An independent publication cites the use of bone marrow and mobilized peripheral blood sourced from HemaCare in a study aimed at improving the efficiency of resource consumption in gene therapy.
The publication, published in the journal Molecular Therapy, focuses on the use of lentiviral vector (LV) to introduce corrected versions of defective genes into stem cells. The goal of gene therapy is to transplant these stem cells into people suffering from genetic disease, in hopes of restoring the function of the faulty gene. One of the main challenges in this clinical strategy is the cost; substantial amounts of LV are needed to modify a therapeutically effective dose of stem cells.Researchers at UCLA may have found a way around this problem. Current approaches for gene modification rely on simply isolating as many stem cells as possible. This requires using large amounts of LV to make sure enough of the stem cells incorporate the new copy of the gene. The authors reasoned that if they could modify their stem cell enrichment method to isolate the specific subset of stem cells associated with long-term engraftment, they could significantly reduce the amount of LV needed to genetically modify those cells.
Traditionally, stem cells are isolated from bone marrow or mobilized peripheral blood by “gating” on CD34+ cells during the cell sorting procedure. This means that investigators use a fluorescence tagging method known as FACS, to capture those cells displaying the CD34 protein marker that positively identifies stem cells. Most of these cells, however, have a limited post-transplant lifetime.

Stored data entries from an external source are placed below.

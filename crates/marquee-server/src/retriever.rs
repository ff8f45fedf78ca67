//! Cache-aside retrieval of the listing.
//!
//! Lookup order is hot tier, warm tier, origin. Whatever the origin yields
//! (or the empty listing when it answers with an application-level failure)
//! is encoded once and written to both tiers. Tier failures and corrupt
//! entries degrade to a miss; only an unreachable origin is an error.

use std::fmt;
use std::sync::atomic::{AtomicU64, Ordering};
use std::sync::{Arc, Mutex, PoisonError};
use std::time::{Duration, Instant};

use marquee_core::{MovieCollection, PayloadCodec};
use tokio::sync::broadcast;

use crate::cache::{CacheTier, EntryTtl};
use crate::config::CacheConfig;
use crate::error::RetrievalError;
use crate::metrics;
use crate::origin::OriginClient;

/// Where a retrieved listing came from.
#[derive(Debug, Clone, Copy, PartialEq, Eq)]
pub enum FetchSource {
    Hot,
    Warm,
    Origin,
    /// Empty listing substituted for an application-level origin failure.
    Fallback,
}

impl FetchSource {
    pub fn as_str(&self) -> &'static str {
        match self {
            Self::Hot => "hot",
            Self::Warm => "warm",
            Self::Origin => "origin",
            Self::Fallback => "fallback",
        }
    }
}

impl fmt::Display for FetchSource {
    fn fmt(&self, f: &mut fmt::Formatter<'_>) -> fmt::Result {
        f.write_str(self.as_str())
    }
}

/// Outcome of a successful retrieval.
#[derive(Debug, Clone)]
pub struct FetchResult {
    pub collection: Arc<MovieCollection>,
    pub elapsed: Duration,
    pub source: FetchSource,
}

/// Key and expirations the retriever caches under.
#[derive(Debug, Clone)]
pub struct RetrievalPolicy {
    pub key: String,
    pub hot_ttl: EntryTtl,
    pub warm_ttl: EntryTtl,
    pub single_flight: bool,
}

impl RetrievalPolicy {
    pub fn from_config(config: &CacheConfig) -> Self {
        Self {
            key: config.key.clone(),
            hot_ttl: config.hot.ttl(),
            warm_ttl: config.warm.ttl(),
            single_flight: config.single_flight,
        }
    }
}

type Outcome = Result<(Arc<MovieCollection>, FetchSource), RetrievalError>;

/// At most one origin load in flight; its outcome, success or failure, is
/// broadcast to every caller that missed while it ran.
#[derive(Default)]
struct SingleFlight {
    current: Mutex<Option<(u64, broadcast::Sender<Outcome>)>>,
    next_id: AtomicU64,
}

enum Role<'a> {
    Leader(Flight<'a>),
    Follower(broadcast::Receiver<Outcome>),
}

/// Leadership of the running load. Dropping it without completing (the
/// leader's future was cancelled) closes the channel so followers retry.
struct Flight<'a> {
    group: &'a SingleFlight,
    id: u64,
    tx: broadcast::Sender<Outcome>,
}

impl SingleFlight {
    fn join(&self) -> Role<'_> {
        let mut current = self.current.lock().unwrap_or_else(PoisonError::into_inner);
        if let Some((_, tx)) = current.as_ref() {
            return Role::Follower(tx.subscribe());
        }

        let id = self.next_id.fetch_add(1, Ordering::Relaxed);
        let (tx, _) = broadcast::channel(1);
        *current = Some((id, tx.clone()));
        Role::Leader(Flight {
            group: self,
            id,
            tx,
        })
    }

    fn finish(&self, id: u64) {
        let mut current = self.current.lock().unwrap_or_else(PoisonError::into_inner);
        if matches!(current.as_ref(), Some((running, _)) if *running == id) {
            *current = None;
        }
    }
}

impl Flight<'_> {
    fn complete(self, outcome: Outcome) {
        // Later misses start a new flight instead of joining this one
        self.group.finish(self.id);
        let _ = self.tx.send(outcome);
    }
}

impl Drop for Flight<'_> {
    fn drop(&mut self) {
        self.group.finish(self.id);
    }
}

/// Hot → warm → origin lookup with write-back to both tiers.
pub struct CacheAsideRetriever {
    hot: Arc<dyn CacheTier>,
    warm: Arc<dyn CacheTier>,
    origin: Arc<dyn OriginClient>,
    payload: PayloadCodec,
    policy: RetrievalPolicy,
    // Shares one origin load between concurrent misses when enabled
    flight: Option<SingleFlight>,
}

impl CacheAsideRetriever {
    pub fn new(
        hot: Arc<dyn CacheTier>,
        warm: Arc<dyn CacheTier>,
        origin: Arc<dyn OriginClient>,
        payload: PayloadCodec,
        policy: RetrievalPolicy,
    ) -> Self {
        let flight = policy.single_flight.then(SingleFlight::default);
        Self {
            hot,
            warm,
            origin,
            payload,
            policy,
            flight,
        }
    }

    pub fn policy(&self) -> &RetrievalPolicy {
        &self.policy
    }

    /// Return the listing, consulting the origin only on a full miss.
    pub async fn fetch(&self) -> Result<FetchResult, RetrievalError> {
        let started = Instant::now();
        let (collection, source) = self.resolve().await?;
        let elapsed = started.elapsed();

        metrics::record_retrieval(source.as_str(), elapsed);
        tracing::debug!(
            source = %source,
            elapsed_ms = elapsed.as_secs_f64() * 1000.0,
            items = collection.len(),
            "Listing retrieved"
        );

        Ok(FetchResult {
            collection,
            elapsed,
            source,
        })
    }

    async fn resolve(&self) -> Outcome {
        if let Some(hit) = self.read_tiers().await {
            return Ok(hit);
        }
        let Some(flight) = &self.flight else {
            return self.load_after_miss().await;
        };

        loop {
            match flight.join() {
                Role::Leader(leader) => {
                    // A flight that finished since our lookup may have filled the tiers
                    let outcome = match self.read_tiers().await {
                        Some(hit) => Ok(hit),
                        None => self.load_after_miss().await,
                    };
                    leader.complete(outcome.clone());
                    return outcome;
                }
                Role::Follower(mut rx) => match rx.recv().await {
                    Ok(outcome) => return outcome,
                    Err(_) => {
                        tracing::debug!("In-flight origin load was abandoned, retrying");
                    }
                },
            }
        }
    }

    async fn load_after_miss(&self) -> Outcome {
        metrics::record_cache_miss();
        tracing::debug!(key = %self.policy.key, "Cache miss on both tiers");
        let (collection, source) = self.load_from_origin().await?;
        Ok((Arc::new(collection), source))
    }

    async fn read_tiers(&self) -> Option<(Arc<MovieCollection>, FetchSource)> {
        if let Some((collection, _)) = self.read_tier(self.hot.as_ref()).await {
            return Some((Arc::new(collection), FetchSource::Hot));
        }

        let (collection, bytes) = self.read_tier(self.warm.as_ref()).await?;
        if let Err(e) = self
            .hot
            .set(&self.policy.key, bytes, self.policy.hot_ttl)
            .await
        {
            tracing::warn!(error = %e, "Failed to promote warm entry to hot tier");
        }
        Some((Arc::new(collection), FetchSource::Warm))
    }

    /// Read and decode one tier. Failures of any kind read as a miss.
    async fn read_tier(&self, tier: &dyn CacheTier) -> Option<(MovieCollection, Arc<Vec<u8>>)> {
        let key = &self.policy.key;
        let bytes = match tier.get(key).await {
            Ok(Some(bytes)) => bytes,
            Ok(None) => {
                tracing::debug!(tier = tier.name(), key = %key, "Cache miss");
                return None;
            }
            Err(e) => {
                tracing::warn!(tier = tier.name(), key = %key, error = %e, "Cache read failed");
                return None;
            }
        };

        match self.payload.decode(&bytes) {
            Ok(collection) => {
                metrics::record_cache_hit(tier.name());
                tracing::debug!(tier = tier.name(), key = %key, "Cache hit");
                Some((collection, bytes))
            }
            Err(e) => {
                metrics::record_corrupt_entry(tier.name());
                tracing::warn!(
                    tier = tier.name(),
                    key = %key,
                    kind = e.kind(),
                    error = %e,
                    "Discarding corrupt cache entry"
                );
                None
            }
        }
    }

    async fn load_from_origin(&self) -> Result<(MovieCollection, FetchSource), RetrievalError> {
        let (collection, source) = match self.origin.fetch().await {
            Ok(collection) => {
                metrics::record_origin_request("ok");
                tracing::info!(items = collection.len(), "Listing loaded from origin");
                (collection, FetchSource::Origin)
            }
            Err(e) if e.is_transport() => {
                metrics::record_origin_request(e.kind());
                tracing::error!(kind = e.kind(), error = %e, "Origin unreachable");
                return Err(RetrievalError::OriginUnavailable(e));
            }
            Err(e) => {
                metrics::record_origin_request(e.kind());
                tracing::warn!(
                    kind = e.kind(),
                    error = %e,
                    "Origin failed, caching the empty listing"
                );
                (MovieCollection::empty(), FetchSource::Fallback)
            }
        };

        self.store(&collection).await;
        Ok((collection, source))
    }

    async fn store(&self, collection: &MovieCollection) {
        let bytes = match self.payload.encode(collection) {
            Ok(bytes) => Arc::new(bytes),
            Err(e) => {
                tracing::warn!(kind = e.kind(), error = %e, "Failed to encode listing, not caching");
                return;
            }
        };

        let key = &self.policy.key;
        if let Err(e) = self
            .warm
            .set(key, Arc::clone(&bytes), self.policy.warm_ttl)
            .await
        {
            tracing::warn!(tier = self.warm.name(), error = %e, "Cache write failed");
        }
        if let Err(e) = self.hot.set(key, bytes, self.policy.hot_ttl).await {
            tracing::warn!(tier = self.hot.name(), error = %e, "Cache write failed");
        }
    }
}
//! In-process hot tier.

use std::sync::Arc;
use std::time::{Duration, Instant};

use async_trait::async_trait;
use dashmap::DashMap;

use super::tier::{CacheError, CacheTier, EntryTtl};

/// A cached entry with absolute and sliding expiration.
///
/// The data is wrapped in `Arc` so hits and tier-to-tier copies never
/// clone the payload.
#[derive(Clone, Debug)]
pub struct CachedEntry {
    pub data: Arc<Vec<u8>>,
    pub cached_at: Instant,
    pub last_access: Instant,
    pub ttl: EntryTtl,
}

impl CachedEntry {
    pub fn new(data: Arc<Vec<u8>>, ttl: EntryTtl) -> Self {
        let now = Instant::now();
        Self {
            data,
            cached_at: now,
            last_access: now,
            ttl,
        }
    }

    pub fn is_expired_at(&self, now: Instant) -> bool {
        if now.saturating_duration_since(self.cached_at) >= self.ttl.absolute {
            return true;
        }
        match self.ttl.sliding {
            Some(sliding) => now.saturating_duration_since(self.last_access) >= sliding,
            None => false,
        }
    }

    pub fn is_expired(&self) -> bool {
        self.is_expired_at(Instant::now())
    }
}

/// Process-local tier backed by `DashMap`.
///
/// Construct one per process and share it (it is cheap to clone) with
/// everything that needs it.
#[derive(Clone, Default)]
pub struct HotCache {
    entries: Arc<DashMap<String, CachedEntry>>,
}

impl HotCache {
    pub fn new() -> Self {
        Self::default()
    }

    /// Look up a live entry, refreshing its sliding window.
    pub fn get_entry(&self, key: &str) -> Option<Arc<Vec<u8>>> {
        let now = Instant::now();
        if let Some(mut entry) = self.entries.get_mut(key) {
            if !entry.is_expired_at(now) {
                entry.last_access = now;
                return Some(Arc::clone(&entry.data));
            }
        } else {
            return None;
        }

        // Remove expired entry, unless a writer replaced it meanwhile
        self.entries.remove_if(key, |_, entry| entry.is_expired_at(now));
        None
    }

    pub fn insert(&self, key: &str, data: Arc<Vec<u8>>, ttl: EntryTtl) {
        self.entries
            .insert(key.to_string(), CachedEntry::new(data, ttl));
    }

    /// Drop every expired entry. Returns how many were removed.
    pub fn purge_expired(&self) -> usize {
        let now = Instant::now();
        let before = self.entries.len();
        self.entries.retain(|_, entry| !entry.is_expired_at(now));
        before.saturating_sub(self.entries.len())
    }

    /// Start background purge of entries nobody reads again.
    pub fn start_purge_task(&self, every: Duration) -> tokio::task::JoinHandle<()> {
        let cache = self.clone();
        tokio::spawn(async move {
            let mut interval = tokio::time::interval(every);
            loop {
                interval.tick().await;
                let purged = cache.purge_expired();
                if purged > 0 {
                    tracing::debug!(purged = purged, "Purged expired hot tier entries");
                    crate::metrics::set_cache_entries("hot", cache.len());
                }
            }
        })
    }

    pub fn len(&self) -> usize {
        self.entries.len()
    }

    pub fn is_empty(&self) -> bool {
        self.entries.is_empty()
    }
}

#[async_trait]
impl CacheTier for HotCache {
    fn name(&self) -> &'static str {
        "hot"
    }

    async fn get(&self, key: &str) -> Result<Option<Arc<Vec<u8>>>, CacheError> {
        Ok(self.get_entry(key))
    }

    async fn set(&self, key: &str, value: Arc<Vec<u8>>, ttl: EntryTtl) -> Result<(), CacheError> {
        self.insert(key, value, ttl);
        crate::metrics::set_cache_entries(self.name(), self.len());
        Ok(())
    }
}
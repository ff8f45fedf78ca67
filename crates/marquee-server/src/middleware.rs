use std::time::Instant;

use axum::{
    body::Body,
    extract::MatchedPath,
    http::{HeaderName, HeaderValue, Request},
    middleware::Next,
    response::Response,
};
use uuid::Uuid;

use crate::metrics;

pub const REQUEST_ID_HEADER: &str = "x-request-id";

/// Propagate `X-Request-Id`, generating one when the client sent none.
pub async fn request_id(mut req: Request<Body>, next: Next) -> Response {
    let header_name = HeaderName::from_static(REQUEST_ID_HEADER);

    let req_id_value = match req.headers().get(&header_name) {
        Some(value) => value.clone(),
        None => match HeaderValue::from_str(&Uuid::new_v4().to_string()) {
            Ok(value) => value,
            Err(_) => return next.run(req).await,
        },
    };

    // Available to the trace span via extensions
    req.extensions_mut().insert(req_id_value.clone());

    let mut res = next.run(req).await;
    res.headers_mut().insert(header_name, req_id_value);
    res
}

/// Count requests and record latency per matched route.
pub async fn track_http(req: Request<Body>, next: Next) -> Response {
    let started = Instant::now();
    let method = req.method().clone();
    // Route template keeps label cardinality bounded
    let path = req
        .extensions()
        .get::<MatchedPath>()
        .map(|p| p.as_str().to_string())
        .unwrap_or_else(|| "unmatched".to_string());

    let res = next.run(req).await;
    metrics::record_http_request(
        method.as_str(),
        &path,
        res.status().as_u16(),
        started.elapsed(),
    );
    res
}
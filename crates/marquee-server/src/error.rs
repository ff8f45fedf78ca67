//! Errors that escape the cache-aside path.

use thiserror::Error;

use crate::origin::OriginError;

/// Failure of a retrieval.
///
/// Cache tier failures, corrupt entries and application-level origin
/// failures are all recovered inside the retriever; only an unreachable
/// origin on a full miss is reported.
#[derive(Debug, Clone, Error)]
pub enum RetrievalError {
    #[error("origin unavailable: {0}")]
    OriginUnavailable(#[source] OriginError),
}

impl RetrievalError {
    /// Stable label for the transport layer's error body.
    pub fn kind(&self) -> &'static str {
        match self {
            Self::OriginUnavailable(OriginError::Timeout(_)) => "origin_timeout",
            Self::OriginUnavailable(_) => "origin_transport",
        }
    }
}
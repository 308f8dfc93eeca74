//! ActiveTaskSnapshot - シャットダウン時に永続化される形
//!
//! 永続化されるのは `{url, interval}` のみ。task id と状態は意図的に
//! 保存しない: restore では新しい id で作り直し、Initializing から始まる。

use serde::{Deserialize, Serialize};

use crate::domain::MonitoringTask;

/// One persisted task: the wire shape is `{"url": string, "interval": integer}`
/// with interval in whole seconds.
#[derive(Debug, Clone, PartialEq, Eq, Serialize, Deserialize)]
pub struct SnapshotEntry {
    pub url: String,
    pub interval: u64,
}

impl From<&MonitoringTask> for SnapshotEntry {
    fn from(task: &MonitoringTask) -> Self {
        Self {
            url: task.url.clone(),
            interval: task.interval_secs(),
        }
    }
}

/// Ordered set of tasks considered still active at snapshot time.
#[derive(Debug, Clone, Default, PartialEq, Eq, Serialize, Deserialize)]
#[serde(transparent)]
pub struct ActiveTaskSnapshot {
    pub entries: Vec<SnapshotEntry>,
}

impl ActiveTaskSnapshot {
    pub fn new(entries: Vec<SnapshotEntry>) -> Self {
        Self { entries }
    }

    pub fn is_empty(&self) -> bool {
        self.entries.is_empty()
    }

    pub fn len(&self) -> usize {
        self.entries.len()
    }
}

impl IntoIterator for ActiveTaskSnapshot {
    type Item = SnapshotEntry;
    type IntoIter = std::vec::IntoIter<SnapshotEntry>;

    fn into_iter(self) -> Self::IntoIter {
        self.entries.into_iter()
    }
}
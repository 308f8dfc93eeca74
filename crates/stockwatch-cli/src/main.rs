//! Headless demo: full lifecycle against a simulated product page.
//!
//! load → restore → start → (rising edge → purchase → notify) → stop_all → save

use std::sync::Arc;

use async_trait::async_trait;
use tokio::time::{Duration, sleep};
use tracing::info;
use tracing_subscriber::EnvFilter;

use stockwatch_core::app::{NotificationDispatcher, TaskManager};
use stockwatch_core::domain::{
    AutomationError, MonitorError, MonitoringState, NotificationOutcome, ProductInfo, TaskId,
};
use stockwatch_core::impls::JsonSnapshotStore;
use stockwatch_core::ports::{
    AutomationLauncher, MessageChannel, PageAutomation, SnapshotStore, StatusSink, Subscriber,
    SubscriberDirectory, SystemClock, UlidGenerator,
};

/// Simulated product page: sold out for two polls, then in stock for two,
/// repeating. Every repeat is a fresh rising edge.
struct DemoPage {
    polls: usize,
}

#[async_trait]
impl PageAutomation for DemoPage {
    async fn open(&mut self, url: &str) -> Result<(), AutomationError> {
        info!(url, "demo page opened");
        Ok(())
    }

    async fn product_info(&mut self) -> Result<ProductInfo, AutomationError> {
        Ok(ProductInfo {
            title: "Demo Mechanical Keyboard".to_string(),
            price: Some("$49.00".to_string()),
            stock_detail: Some("Black x3".to_string()),
        })
    }

    async fn is_available(&mut self) -> Result<bool, AutomationError> {
        let available = self.polls % 4 >= 2;
        self.polls += 1;
        Ok(available)
    }

    async fn purchase(&mut self) -> Result<bool, AutomationError> {
        Ok(true)
    }

    async fn close(&mut self) -> Result<(), AutomationError> {
        Ok(())
    }
}

struct DemoLauncher;

#[async_trait]
impl AutomationLauncher for DemoLauncher {
    async fn launch(&self) -> Result<Box<dyn PageAutomation>, AutomationError> {
        Ok(Box::new(DemoPage { polls: 0 }))
    }
}

/// Prints transitions instead of driving a table widget.
struct ConsoleSink;

impl StatusSink for ConsoleSink {
    fn on_transition(&self, task_id: TaskId, state: MonitoringState) {
        println!("[{task_id}] -> {state}");
    }

    fn on_product_title(&self, task_id: TaskId, title: &str) {
        println!("[{task_id}] product: {title}");
    }

    fn on_dispatch(&self, task_id: TaskId, outcomes: &[NotificationOutcome]) {
        let sent = outcomes.iter().filter(|o| o.success).count();
        println!("[{task_id}] notified {sent}/{} subscribers", outcomes.len());
    }
}

struct DemoDirectory;

#[async_trait]
impl SubscriberDirectory for DemoDirectory {
    async fn list_subscribers(&self) -> Result<Vec<Subscriber>, MonitorError> {
        Ok(vec![Subscriber::new(100), Subscriber::new(200)])
    }
}

/// Stands in for the Telegram channel: prints instead of POSTing.
struct ConsoleChannel;

#[async_trait]
impl MessageChannel for ConsoleChannel {
    async fn send(&self, chat_id: i64, body: &str) -> NotificationOutcome {
        println!("--- message to {chat_id} ---\n{body}\n---");
        NotificationOutcome::delivered(chat_id, "printed")
    }
}

#[tokio::main]
async fn main() {
    tracing_subscriber::fmt()
        .with_env_filter(
            EnvFilter::try_from_default_env().unwrap_or_else(|_| EnvFilter::new("info")),
        )
        .init();

    // (A) Wire the collaborators.
    let store = JsonSnapshotStore::new("active_tasks.json");
    let ids = Arc::new(UlidGenerator::new(SystemClock));
    let dispatcher = Arc::new(NotificationDispatcher::new(
        Arc::new(DemoDirectory),
        Arc::new(ConsoleChannel),
        ids.clone(),
    ));
    let manager = TaskManager::new(Arc::new(DemoLauncher), Arc::new(ConsoleSink), dispatcher, ids);

    // (B) Restore whatever the last session left behind.
    let restored = manager.restore(store.load().await).await;
    println!("restored {restored} task(s) from the previous session");

    // (C) Start a fresh task against the simulated page.
    let id = manager
        .start_task("https://shop.tiktok.com/view/product/1729382256910231033", 2)
        .await
        .expect("demo URL and interval are valid");
    println!("started {id}");

    // (D) Let it run through a couple of availability cycles.
    sleep(Duration::from_secs(12)).await;
    println!("counts: {:?}", manager.counts().await);

    // (E) Snapshot what is still monitoring, then shut everything down.
    let snapshot = manager.snapshot().await;
    let report = manager.stop_all().await;
    println!(
        "stopped {} task(s), {} with cleanup errors",
        report.stopped, report.failed
    );

    if let Err(e) = store.save(&snapshot).await {
        eprintln!("could not save snapshot: {e}");
    } else {
        println!(
            "saved {} task(s) to {}",
            snapshot.len(),
            store.path().display()
        );
    }
}
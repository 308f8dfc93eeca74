//! stockwatch-core
//!
//! Core building blocks for the stockwatch restock monitor.
//!
//! # モジュール構成
//! - **domain**: ドメインモデル（ids, task, state, alert, outcome, snapshot, errors）
//! - **ports**: 抽象化レイヤー（PageAutomation, StatusSink, SubscriberDirectory, など）
//! - **app**: アプリケーションロジック（worker, manager, dispatch, status）
//! - **impls**: 実装（JSON snapshot store, JSON subscriber file, Telegram channel）

pub mod domain;
pub mod ports;
pub mod app;
pub mod impls;

#[cfg(test)]
pub(crate) mod test_support;
//! JsonSubscriberDirectory - subscriber リストの JSON ファイル読み出し
//!
//! リストは登録ボットが所有・更新する。dispatcher が最新を見られるよう、
//! 呼び出しのたびにファイルを読み直す。
//!
//! ファイルが無い = まだ誰も登録していない（空リスト）。存在するのに
//! 読めない/壊れているのはインフラ障害として上げる。

use std::path::PathBuf;

use async_trait::async_trait;

use crate::domain::MonitorError;
use crate::ports::{Subscriber, SubscriberDirectory};

pub struct JsonSubscriberDirectory {
    path: PathBuf,
}

impl JsonSubscriberDirectory {
    pub fn new(path: impl Into<PathBuf>) -> Self {
        Self { path: path.into() }
    }
}

#[async_trait]
impl SubscriberDirectory for JsonSubscriberDirectory {
    async fn list_subscribers(&self) -> Result<Vec<Subscriber>, MonitorError> {
        let bytes = match tokio::fs::read(&self.path).await {
            Ok(bytes) => bytes,
            Err(e) if e.kind() == std::io::ErrorKind::NotFound => return Ok(Vec::new()),
            Err(e) => {
                return Err(MonitorError::Infrastructure(format!(
                    "read subscriber list {}: {e}",
                    self.path.display()
                )));
            }
        };

        serde_json::from_slice(&bytes).map_err(|e| {
            MonitorError::Infrastructure(format!(
                "parse subscriber list {}: {e}",
                self.path.display()
            ))
        })
    }
}
//! Clock port - 時刻の抽象化
//!
//! # テスト容易性
//! - trait により時刻を差し替え可能
//! - テストでは FixedClock を使用

use chrono::{DateTime, Utc};

/// Clock は現在時刻を提供
pub trait Clock: Send + Sync {
    fn now(&self) -> DateTime<Utc>;
}

/// 本番用: システム時刻
#[derive(Debug, Clone, Copy, Default)]
pub struct SystemClock;

impl Clock for SystemClock {
    fn now(&self) -> DateTime<Utc> {
        Utc::now()
    }
}

/// テスト用: 固定時刻
#[derive(Debug, Clone, Copy)]
pub struct FixedClock(DateTime<Utc>);

impl FixedClock {
    pub fn new(at: DateTime<Utc>) -> Self {
        Self(at)
    }
}

impl Clock for FixedClock {
    fn now(&self) -> DateTime<Utc> {
        self.0
    }
}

Only 5-10% of CD34+ cells are capable of long-term engraftment.
The authors realized that if they could identify the subset of cells responsible for long term engraftment and proliferation, enriching for these specific cells during the initial isolation procedure would make the whole process much more efficient.
After obtaining bone marrow and mobilized peripheral blood tissue from healthy HemaCare donors, the scientists worked out an immunomagnetic bead (IB) strategy that positively identified CD34+/CD38- stem cells as the cell subtype linked with long-term immune cell repopulation. They were able to achieve a 12-fold enrichment of this target cell population using the new IB strategy. The UCLA-based group then followed up on this success by genetically modifying the cells via LV transfection, and transplanting them into immunodeficient mice. On their first try, the CD34+/CD38- stem cells were successfully transplanted, but resulted in delayed immune cell proliferation. By adding unmodified CD38+ cells into their transplant mixture, the group was able to re-establish normal immune cell proliferation in the mice, as well as achieve long-term engraftment that rescued immune function.
This research is very promising because the process uses 7-fold less LV to accomplish essentially the same result scientists have achieved by transplanting bulk CD34+ stem cells, rather than enriching for the CD34+/CD38- subset. While the method has so far only been tested in mice, the UCLA researchers intend to continue their research, with the hope of eventually bringing it to the clinic.
- Masiuk K. E., et al. Improving Gene Therapy Efficiency through the Enrichment of Human Hematopoietic Stem Cells. Molecular Therapy. 25(9); 2163-2175. Sep 2017.